Common ports are standardized network port numbers assigned to well-known protocols and services. In EC2, these ports must be explicitly opened in Security Groups to allow inbound or outbound traffic to reach your instance.
In AWS EC2, Security Groups act as virtual firewalls that control traffic to and from instances. To allow a service to be accessible, you must create an inbound rule that opens the corresponding port. Knowing the standard port numbers is essential for configuring Security Groups correctly and troubleshooting connectivity issues.
Port 22 — SSH (Secure Shell). Used to remotely log into Linux/Unix EC2 instances. Should be restricted to your IP only, never 0.0.0.0/0 in production.
Port 3389 — RDP (Remote Desktop Protocol). Used to remotely access Windows EC2 instances via a graphical desktop interface.
Port 80 — HTTP (HyperText Transfer Protocol). Unencrypted web traffic. Standard port for web servers like Apache, Nginx.
Port 443 — HTTPS (HTTP Secure). Encrypted web traffic using TLS/SSL. Required for secure websites and APIs.
Port 8080 — Alternative HTTP port. Commonly used for development web servers, Jenkins, Tomcat, and proxies.

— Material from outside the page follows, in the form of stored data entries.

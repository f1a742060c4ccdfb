//! Expected value accounting for showdowns.
//!
//! Splits each showdown result into the part the player earned with their
//! equity and the part the runout handed them.

mod error;
mod ledger;
mod record;
mod showdown;

pub use self::error::EvError;
pub use self::ledger::{EvLedger, EvSummary};
pub use self::record::EvRecord;
pub use self::showdown::{analyze_showdown, ShowdownParticipant};
use std::fmt;

/// Betting round of a holdem hand.
#[cfg_attr(feature = "serde", derive(serde::Serialize, serde::Deserialize))]
#[cfg_attr(feature = "serde", serde(rename_all = "snake_case"))]
#[derive(Debug, Clone, Copy, PartialEq, Eq, PartialOrd, Ord, Hash)]
pub enum Street {
    Preflop,
    Flop,
    Turn,
    River,
}

impl Street {
    pub fn is_postflop(self) -> bool {
        self != Street::Preflop
    }
}

impl fmt::Display for Street {
    fn fmt(&self, f: &mut fmt::Formatter<'_>) -> fmt::Result {
        let name = match self {
            Street::Preflop => "preflop",
            Street::Flop => "flop",
            Street::Turn => "turn",
            Street::River => "river",
        };
        f.write_str(name)
    }
}

#[cfg_attr(feature = "serde", derive(serde::Serialize, serde::Deserialize))]
#[cfg_attr(feature = "serde", serde(rename_all = "snake_case"))]
#[derive(Debug, Clone, Copy, PartialEq, Eq, Hash)]
pub enum ActionKind {
    Fold,
    Check,
    Call,
    Bet,
    Raise,
    AllIn,
}

impl ActionKind {
    /// Bets, raises and all-ins. These feed aggression and c-bet counters.
    pub fn is_aggressive(self) -> bool {
        matches!(self, ActionKind::Bet | ActionKind::Raise | ActionKind::AllIn)
    }

    /// Any action that puts chips in the pot by choice.
    pub fn is_voluntary(self) -> bool {
        self == ActionKind::Call || self.is_aggressive()
    }
}

/// One action taken by a player, as reported by the rules engine.
#[cfg_attr(feature = "serde", derive(serde::Serialize, serde::Deserialize))]
#[derive(Debug, Clone, Copy, PartialEq)]
pub struct PlayerAction {
    pub kind: ActionKind,
    /// Chips committed by the action, when the engine reports it
    pub amount: Option<f32>,
}

impl PlayerAction {
    pub fn new(kind: ActionKind, amount: Option<f32>) -> Self {
        Self { kind, amount }
    }

    pub fn fold() -> Self {
        Self::new(ActionKind::Fold, None)
    }

    pub fn check() -> Self {
        Self::new(ActionKind::Check, None)
    }

    pub fn call(amount: f32) -> Self {
        Self::new(ActionKind::Call, Some(amount))
    }

    pub fn bet(amount: f32) -> Self {
        Self::new(ActionKind::Bet, Some(amount))
    }

    pub fn raise(amount: f32) -> Self {
        Self::new(ActionKind::Raise, Some(amount))
    }

    pub fn all_in(amount: f32) -> Self {
        Self::new(ActionKind::AllIn, Some(amount))
    }
}

/// The slice of table state the observation tracker needs to classify an
/// action. All values describe the table immediately before the action.
///
/// A live rules engine and a recorded hand history can both provide this,
/// which is what lets stored sessions be replayed without an engine.
pub trait BettingContext {
    fn street(&self) -> Street;
    fn pot(&self) -> f32;
    fn current_bet(&self) -> f32;
    fn big_blind(&self) -> f32;
    /// Bets, raises and all-ins already made preflop this hand.
    fn preflop_raise_count(&self) -> usize;
}

/// Plain value implementation of [`BettingContext`].
#[cfg_attr(feature = "serde", derive(serde::Serialize, serde::Deserialize))]
#[derive(Debug, Clone, Copy, PartialEq)]
pub struct ActionContext {
    pub street: Street,
    pub pot: f32,
    pub current_bet: f32,
    pub big_blind: f32,
    pub preflop_raise_count: usize,
}

impl ActionContext {
    /// Context for the given street with an empty pot and no bet to face.
    pub fn new(street: Street, big_blind: f32) -> Self {
        Self {
            street,
            pot: 0.0,
            current_bet: 0.0,
            big_blind,
            preflop_raise_count: 0,
        }
    }

    pub fn with_pot(mut self, pot: f32) -> Self {
        self.pot = pot;
        self
    }

    pub fn with_current_bet(mut self, current_bet: f32) -> Self {
        self.current_bet = current_bet;
        self
    }

    pub fn with_preflop_raises(mut self, preflop_raise_count: usize) -> Self {
        self.preflop_raise_count = preflop_raise_count;
        self
    }
}

impl BettingContext for ActionContext {
    fn street(&self) -> Street {
        self.street
    }

    fn pot(&self) -> f32 {
        self.pot
    }

    fn current_bet(&self) -> f32 {
        self.current_bet
    }

    fn big_blind(&self) -> f32 {
        self.big_blind
    }

    fn preflop_raise_count(&self) -> usize {
        self.preflop_raise_count
    }
}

Port 8443 — Alternative HTTPS port. Used by some application servers as a non-privileged HTTPS port.
Port 3306 — MySQL and Amazon Aurora (MySQL-compatible). Should only be open to the app tier security group, never to the internet.
Port 5432 — PostgreSQL and Amazon Aurora (PostgreSQL-compatible).
Port 1521 — Oracle Database.
Port 1433 — Microsoft SQL Server (MSSQL).
Port 27017 — MongoDB. Default port for MongoDB standalone and replica set connections.
Port 6379 — Redis. Default port for Redis in-memory data store and Amazon ElastiCache.
Port 11211 — Memcached. Default port for Memcached caching service and Amazon ElastiCache.
Port 25 — SMTP (Simple Mail Transfer Protocol). Outbound email. AWS blocks port 25 by default on EC2 to prevent spam; use Amazon SES instead.
Port 465 — SMTPS (SMTP over SSL). Encrypted outbound email.
Port 587 — SMTP Submission. Modern port for authenticated email sending with STARTTLS.
Port 110 — POP3 (Post Office Protocol v3). Receiving email.
Port 143 — IMAP (Internet Message Access Protocol). Receiving email with folder support.
Port 993 — IMAPS (IMAP over SSL). Encrypted email retrieval.
Port 21 — FTP (File Transfer Protocol). Unencrypted file transfer. Avoid in production; use SFTP (port 22) instead.
Port 53 — DNS (Domain Name System). Used by AWS Route 53 and internal DNS resolution.
Port 123 — NTP (Network Time Protocol). Time synchronization — EC2 instances sync with AWS's NTP servers.
Port 2181 — Apache ZooKeeper. Coordination service used by Kafka and HBase.
Port 9092 — Apache Kafka. Default broker port for Kafka message streaming.
Port 5601 — Kibana. Web UI for the ELK (Elasticsearch, Logstash, Kibana) stack.
Port 9200 — Elasticsearch / OpenSearch HTTP API.
Port 2379 / 2380 — etcd (used by Kubernetes for cluster state storage).
Port 6443 — Kubernetes API Server. Used to communicate with a Kubernetes cluster.